In this respect the movie compares poorly with the previous movie which had succeeded reasonably well in presenting the ape-human conflict as a genuine moral dilemma. No-one wanted to wish any harm to Cornelius and Zira but there was a real and plausible concern about what their existence could mean to human civilisation. The rights of individuals are not always easily reconcilable with the interests of society as a whole. Sometimes doing the right thing can turn out to be the wrong thing. Escape from the Planet of the Apes also worked as a real science fiction movie, with the future and the present interacting in complex and not always predictable ways.

Conquest of the Planet of the Apes by contrast gives us a much less subtle moral dimension. It also offers less in the way of real science fictional ideas.
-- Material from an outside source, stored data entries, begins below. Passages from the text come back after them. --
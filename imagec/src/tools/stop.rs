//! The `stop` subcommand: requests a running analysis to stop.
//!
//! Stopping crosses a process boundary: the analysis polls for a
//! marker file below its working directory, so dropping that marker is
//! all this command does.

use crate::controller::stop_marker_path;
use anyhow::{Context, Result};
use log::info;
use std::path::PathBuf;

#[derive(clap::Args, Debug)]
pub struct Subcommand {
	/// The working directory of the running analysis
	#[arg(long)]
	input: PathBuf,
}

pub fn run(args: &Subcommand) -> Result<()> {
	let marker = stop_marker_path(&args.input);
	if let Some(parent) = marker.parent() {
		std::fs::create_dir_all(parent).with_context(|| format!("creating {parent:?}"))?;
	}
	std::fs::write(&marker, b"stop").with_context(|| format!("writing stop marker {marker:?}"))?;
	info!("stop requested for analyses below {:?}", args.input);
	Ok(())
}
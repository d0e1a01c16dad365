//! Pixel operators of the preprocessing chain.
//!
//! Every operator is a pure function `Raster -> Raster` over a 16 bit
//! single plane image; the chain applies them in configured order.
//! Channel subtraction is listed here as well but the tile of the other
//! channel is loaded by the processor, not by this module.

mod edge;
mod rolling_ball;

pub use edge::edge_detection;
pub use rolling_ball::rolling_ball;

use crate::Raster;
use imageproc::filter;

/// Maximum intensity projection over a stack of Z planes. Returns an
/// empty raster when the stack is empty.
pub fn z_project_max(planes: &[Raster]) -> Raster {
	let Some(first) = planes.first() else {
		return Raster::new(0, 0);
	};
	let mut out = first.to_vec();
	for plane in &planes[1..] {
		for y in 0..first.height() {
			for x in 0..first.width() {
				let idx = (y * first.width() + x) as usize;
				out[idx] = out[idx].max(plane.get(x, y));
			}
		}
	}
	Raster::from_vec(first.width(), first.height(), out).expect("projection keeps dimensions")
}

/// Saturating per-pixel subtraction, used for channel subtraction.
pub fn subtract(minuend: &Raster, subtrahend: &Raster) -> Raster {
	let mut out = minuend.to_vec();
	for y in 0..minuend.height() {
		for x in 0..minuend.width() {
			let idx = (y * minuend.width() + x) as usize;
			out[idx] = out[idx].saturating_sub(subtrahend.get(x, y));
		}
	}
	Raster::from_vec(minuend.width(), minuend.height(), out).expect("subtraction keeps dimensions")
}

/// Gaussian blur with the given sigma; the kernel size of the settings
/// only selects the sigma, the support is derived from it.
pub fn gaussian_blur(raster: &Raster, sigma: f32) -> Raster {
	if raster.is_empty() || sigma <= 0.0 {
		return raster.clone();
	}
	Raster::from_luma16(filter::gaussian_blur_f32(&raster.to_luma16(), sigma))
}

/// Box blur with an odd `kernel_size`.
pub fn blur(raster: &Raster, kernel_size: u8) -> Raster {
	let radius = i32::from(kernel_size / 2);
	if radius == 0 || raster.is_empty() {
		return raster.clone();
	}
	let mut out = vec![0u16; raster.width() as usize * raster.height() as usize];
	let window = (2 * radius + 1) * (2 * radius + 1);
	for y in 0..raster.height() as i32 {
		for x in 0..raster.width() as i32 {
			let mut sum: u64 = 0;
			for dy in -radius..=radius {
				for dx in -radius..=radius {
					let sx = (x + dx).clamp(0, raster.width() as i32 - 1) as u32;
					let sy = (y + dy).clamp(0, raster.height() as i32 - 1) as u32;
					sum += u64::from(raster.get(sx, sy));
				}
			}
			out[(y * raster.width() as i32 + x) as usize] = (sum / window as u64) as u16;
		}
	}
	Raster::from_vec(raster.width(), raster.height(), out).expect("blur keeps dimensions")
}

/// Median filter with an odd `kernel_size`.
pub fn median(raster: &Raster, kernel_size: u8) -> Raster {
	let radius = u32::from(kernel_size / 2);
	if radius == 0 || raster.is_empty() {
		return raster.clone();
	}
	Raster::from_luma16(filter::median_filter(&raster.to_luma16(), radius, radius))
}

/// Median background subtraction: subtracts the median filtered image
/// from the original, clamping at zero.
pub fn median_subtract(raster: &Raster, kernel_size: u8) -> Raster {
	let background = median(raster, kernel_size);
	subtract(raster, &background)
}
Roddy McDowell does his best as Caesar, but this is a much less interesting role than that of Cornelius. This is partly the fault of the script. Caesar could have been made a complex and conflicted character but the script ignores any possible psychological nuances in favour of making him a charismatic leader motivated purely by hate. McDowell had proved himself to be remarkably adept at conveying emotion and psychological conflict even through the layers of ape make-up. It’s a pity he didn’t get the chance to do very much with this character.

The screenplay really is the big problem here. It’s painfully obvious and painfully predictable, with not a trace of subtlety.

As always the ape make-up is extremely good. The budget was strictly limited but visually this is a very impressive motion picture. The bland and anonymous futuristic setting is perfect for the movie’s paranoid vision of the future. Thompson pulls off some good visual set-pieces (especially the ones using the pedestrian bridge with the tide of apes invisible at first but then quickly becoming very threatening). The crowd scenes and the battle scenes are handled deftly. With a limited number of extras Thompson was able to convince us that we were seeing a mass uprising.


The UK 20th Century-Fox Blu-Ray is at best moderately impressive. To me the image seems rather dark and picture quality overall is slightly below the standard you’d expect from a good DVD release.

Conquest of the Planet of the Apes has the distinction of being by far the worst of the first four Planet of the Apes movies. Unfortunately the five movies in this cycle are all linked so if you want to watch the whole cycle you can’t really avoid this one, even though avoiding it would be a very attractive idea.